_About this task:_ Set down the data that follows, exactly and completely.

_Input data:_

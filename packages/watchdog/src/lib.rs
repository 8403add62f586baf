// Execution Watchdog & Recovery Controller
//
// This crate tracks long-running batch classification jobs, detects staleness
// via heartbeats, and drives safe recovery (stuck marking, cancellation,
// archiving, idempotent resumption).

pub mod config;
pub mod error;
pub mod models;
pub mod watchdog;

pub use config::*;
pub use error::WatchdogError;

_Response area:_
filename packages/watchdog/src/lib.rs
repository 8403add62f586baf
// Execution Watchdog & Recovery Controller
//
// This crate tracks long-running batch classification jobs, detects staleness
// via heartbeats, and drives safe recovery (stuck marking, cancellation,
// archiving, idempotent resumption).

pub mod config;
pub mod error;
pub mod models;
pub mod watchdog;

pub use config::*;
pub use error::WatchdogError;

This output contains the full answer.